Transatomic Power, once a high-flyer, crash lands

Born of great promise, an advanced nuclear power effort, severely damaged by initial overpromises, has crashed and burned.

Transatomic’s Leslie Dewan

Transatomic Power has shut down operations, after MIT’s Technology Review reported that the principals, two recent MIT PhD nuclear engineering graduates, decided they did not “see a viable path to bringing its molten salt reactor to scale.” MIT grad Leslie Dewan, 33, co-founder and CEO, announced, “We haven’t been able to scale up the company rapidly enough to build our reactor in a reasonable timeframe.”

She said the company will make its entire intellectual property “available for any researchers – private, public or non-profit – who want to continue the work we’ve started.”

The firm, which raised several millions of dollars in venture capital when it announced the company in late 2015, including support from Peter Theil’s Founders Fund, made grandiose claims for the technology, which MIT Technology Review hyped dramatically. Dewan and her colleague Mark Massie claimed that their redesign of the venerable, 1960s molten salt technology, could be much smaller, factory fabricated, burn spent nuclear fuel, and “generate up to 75 times more electricity per ton of mined uranium than a light water reactor.”

“What if we could build a nuclear reactor that costs half as much, consumes nuclear waste, and will never melt down,” Dewan said. Sounds amazing.

Oops. If it sounds too good to be true, it probably is too good to be true, as ancient wisdom has it. Early last year, MIT physics professor Kord Smith debunked the hyperbolic claims, which Technology Review reported. He analyzed the claims, found them to be bogus, and reported that to MIT leadership. Technology Review quoted him, “I said this [75 times more electricity] is obviously incorrect based on basic physics.” He said the error was innocent. “It was just a lack of experience and perhaps overconfidence in their own ability.

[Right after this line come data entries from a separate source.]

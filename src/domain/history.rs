//! Linear revision history and path computation.
//!
//! Positions are indexes into the root-to-head chain. `None` stands for the
//! unversioned state before the root.

use crate::domain::revision::{AppliedState, Revision, RevisionId};
use crate::error::AppError;
use std::collections::{HashMap, HashSet};

/// Shortest id prefix accepted when resolving a target.
pub const MIN_PREFIX_LEN: usize = 4;

#[derive(Debug, Clone, PartialEq, Eq)]
pub enum Target {
    Head,
    Base,
    Revision(String),
}

impl Target {
    pub fn parse(s: &str) -> Self {
        match s.trim() {
            "head" => Self::Head,
            "base" => Self::Base,
            other => Self::Revision(other.to_string()),
        }
    }
}

#[derive(Debug, Clone, Default)]
pub struct History {
    revisions: Vec<Revision>,
}

impl History {
    pub fn empty() -> Self {
        Self::default()
    }

    /// Order revisions root first, rejecting anything that is not a single chain.
    pub fn from_revisions(revisions: Vec<Revision>) -> Result<Self, AppError> {
        if revisions.is_empty() {
            return Ok(Self::empty());
        }

        let mut by_id: HashMap<RevisionId, Revision> = HashMap::new();
        for rev in revisions {
            if by_id.contains_key(&rev.id) {
                return Err(AppError::Conflict(format!("Duplicate revision id {}", rev.id)));
            }
            by_id.insert(rev.id.clone(), rev);
        }

        let mut roots = Vec::new();
        let mut children: HashMap<&RevisionId, &RevisionId> = HashMap::new();
        for rev in by_id.values() {
            match &rev.parent {
                None => roots.push(&rev.id),
                Some(parent) => {
                    if !by_id.contains_key(parent) {
                        return Err(AppError::Conflict(format!(
                            "Revision {} references missing parent {}",
                            rev.id, parent
                        )));
                    }
                    if let Some(other) = children.insert(parent, &rev.id) {
                        let (a, b) = if other < &rev.id { (other, &rev.id) } else { (&rev.id, other) };
                        return Err(AppError::Conflict(format!(
                            "Diverging heads: {} and {} both revise {}; merge them by hand",
                            a, b, parent
                        )));
                    }
                }
            }
        }

        let root = match roots.as_slice() {
            [root] => (*root).clone(),
            [] => return Err(AppError::Conflict("History has no root revision".into())),
            _ => {
                let mut ids: Vec<String> = roots.iter().map(|r| r.to_string()).collect();
                ids.sort();
                return Err(AppError::Conflict(format!(
                    "History has multiple roots: {}",
                    ids.join(", ")
                )));
            }
        };

        let mut order = vec![root.clone()];
        let mut seen: HashSet<&RevisionId> = HashSet::new();
        let mut cursor = by_id.get_key_value(&root).map(|(k, _)| k);
        while let Some(id) = cursor {
            seen.insert(id);
            cursor = children.get(id).copied();
            if let Some(next) = cursor {
                order.push(next.clone());
            }
        }
        if seen.len() != by_id.len() {
            return Err(AppError::Conflict(
                "History contains revisions unreachable from the root (cycle)".into(),
            ));
        }

        let mut by_id = by_id;
        let revisions = order
            .into_iter()
            .filter_map(|id| by_id.remove(&id))
            .collect();
        Ok(Self { revisions })
    }

    pub fn len(&self) -> usize {
        self.revisions.len()
    }

    pub fn is_empty(&self) -> bool {
        self.revisions.is_empty()
    }

    pub fn iter(&self) -> impl Iterator<Item = &Revision> {
        self.revisions.iter()
    }

    pub fn revisions(&self) -> &[Revision] {
        &self.revisions
    }

    pub fn root(&self) -> Option<&Revision> {
        self.revisions.first()
    }

    pub fn head(&self) -> Option<&Revision> {
        self.revisions.last()
    }

    pub fn head_position(&self) -> Option<usize> {
        self.revisions.len().checked_sub(1)
    }

    pub fn get(&self, id: &RevisionId) -> Option<&Revision> {
        self.revisions.iter().find(|r| &r.id == id)
    }

    pub fn at(&self, position: usize) -> Option<&Revision> {
        self.revisions.get(position)
    }

    pub fn position(&self, id: &RevisionId) -> Option<usize> {
        self.revisions.iter().position(|r| &r.id == id)
    }

    /// Position of the applied state; a marker naming an unknown revision is an error.
    pub fn position_of(&self, state: &AppliedState) -> Result<Option<usize>, AppError> {
        match state {
            AppliedState::Unversioned => Ok(None),
            AppliedState::At(id) => self
                .position(id)
                .map(Some)
                .ok_or_else(|| AppError::UnknownRevision(id.to_string())),
        }
    }

    pub fn state_at(&self, position: Option<usize>) -> AppliedState {
        match position.and_then(|p| self.revisions.get(p)) {
            Some(rev) => AppliedState::At(rev.id.clone()),
            None => AppliedState::Unversioned,
        }
    }

    /// Resolve `head`, `base`, a full id or a unique prefix to a position.
    pub fn resolve(&self, target: &Target) -> Result<Option<usize>, AppError> {
        match target {
            Target::Head => Ok(self.head_position()),
            Target::Base => Ok(None),
            Target::Revision(needle) => {
                if let Some(pos) = self.revisions.iter().position(|r| r.id.as_str() == needle) {
                    return Ok(Some(pos));
                }
                if needle.len() < MIN_PREFIX_LEN {
                    return Err(AppError::UnknownRevision(needle.clone()));
                }
                let matches: Vec<usize> = self
                    .revisions
                    .iter()
                    .enumerate()
                    .filter(|(_, r)| r.id.as_str().starts_with(needle.as_str()))
                    .map(|(i, _)| i)
                    .collect();
                match matches.as_slice() {
                    [pos] => Ok(Some(*pos)),
                    [] => Err(AppError::UnknownRevision(needle.clone())),
                    _ => Err(AppError::Validation(format!(
                        "Revision prefix {} is ambiguous ({} matches)",
                        needle,
                        matches.len()
                    ))),
                }
            }
        }
    }

    /// Revisions to apply going forward from `from` to `to`, oldest first.
    pub fn upgrade_path(&self, from: Option<usize>, to: Option<usize>) -> &[Revision] {
        let start = from.map_or(0, |p| p + 1);
        let end = to.map_or(0, |p| p + 1);
        if start >= end {
            return &[];
        }
        &self.revisions[start..end]
    }

    /// Revisions to revert going back from `from` to `to`, newest first.
    pub fn downgrade_path(&self, from: Option<usize>, to: Option<usize>) -> Vec<&Revision> {
        let end = from.map_or(0, |p| p + 1);
        let start = to.map_or(0, |p| p + 1);
        if start >= end {
            return Vec::new();
        }
        self.revisions[start..end].iter().rev().collect()
    }

    /// Parent links between `position` and the root.
    pub fn distance_to_root(&self, position: Option<usize>) -> usize {
        position.unwrap_or(0)
    }

    /// Append a freshly authored revision; its parent must be the current head.
    pub fn append(&mut self, revision: Revision) -> Result<(), AppError> {
        let head = self.head().map(|r| r.id.clone());
        if revision.parent != head {
            return Err(AppError::Conflict(format!(
                "Revision {} revises {} but head is {}",
                revision.id,
                revision
                    .parent
                    .as_ref()
                    .map_or("nothing".to_string(), |p| p.to_string()),
                head.map_or("empty".to_string(), |h| h.to_string()),
            )));
        }
        if self.get(&revision.id).is_some() {
            return Err(AppError::Conflict(format!("Duplicate revision id {}", revision.id)));
        }
        self.revisions.push(revision);
        Ok(())
    }
}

And then not listening carefully enough when people were questioning the conclusions they were coming to.”

Greentech Media reported that Transatomic is “releasing its patents in the European Union, Russia, and China for its particular version of liquid-fueled reactor designs.” That includes plans to use zirconium hydride as a neutron moderator in the reactor.

Molten salt reactors are nothing new. Nuclear pioneer Alvin Weinberg, long-time director of the Oak Ridge National Laboratory, championed molten salt reactors in the 1960s, and a prototype 7.5 MW (thermal) ran at Oak Ridge from 1966 to 1969. In his memoir “The First Nuclear Era” Weinberg argued that the reactor was a superior technology to the sodium-cooled fast breeder reactor that the Atomic Energy Commission adopted as its chosen advanced technology to supersede the light-water reactor. He said the molten salt technology was “so elegant and so well-thought out,” but was victim of AEC entrenched politics.

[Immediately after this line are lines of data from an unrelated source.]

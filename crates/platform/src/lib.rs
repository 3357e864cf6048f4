//! Host platform collaborators for scorm-sync
//!
//! The tracking pipeline reports into three platform services: learning
//! progress, access (read) events and outcome reporting. [`HttpPlatformClient`]
//! calls them over HTTP; [`NoopPlatform`] only logs.

mod client;
mod config;
mod error;
mod noop;
mod traits;
mod types;


pub use client::HttpPlatformClient;
pub use config::PlatformConfig;
pub use error::PlatformError;
pub use noop::NoopPlatform;
pub use traits::{AccessEvents, LearningProgress, OutcomeReporter};
pub use types::{OutcomeReport, ReadEventSync, StatusWrite};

Despite Transatomic’s failure, Ted Nordhaud of The Breakthrough Institute, an advocate of carbon-free electric generation, including nuclear, saw a silver (or uranium?) lining. He wrote, “Yet in failure, Transatomic is itself a proof of concept. For those of us who have argued for a different nuclear future, less centralized and state-dependent, companies like Transatormic will need to fail so that an advanced nuclear industry can thrive…Transatomic’s investors are out of luck, but taxpayers and ratepayers are not. That is at it should be.”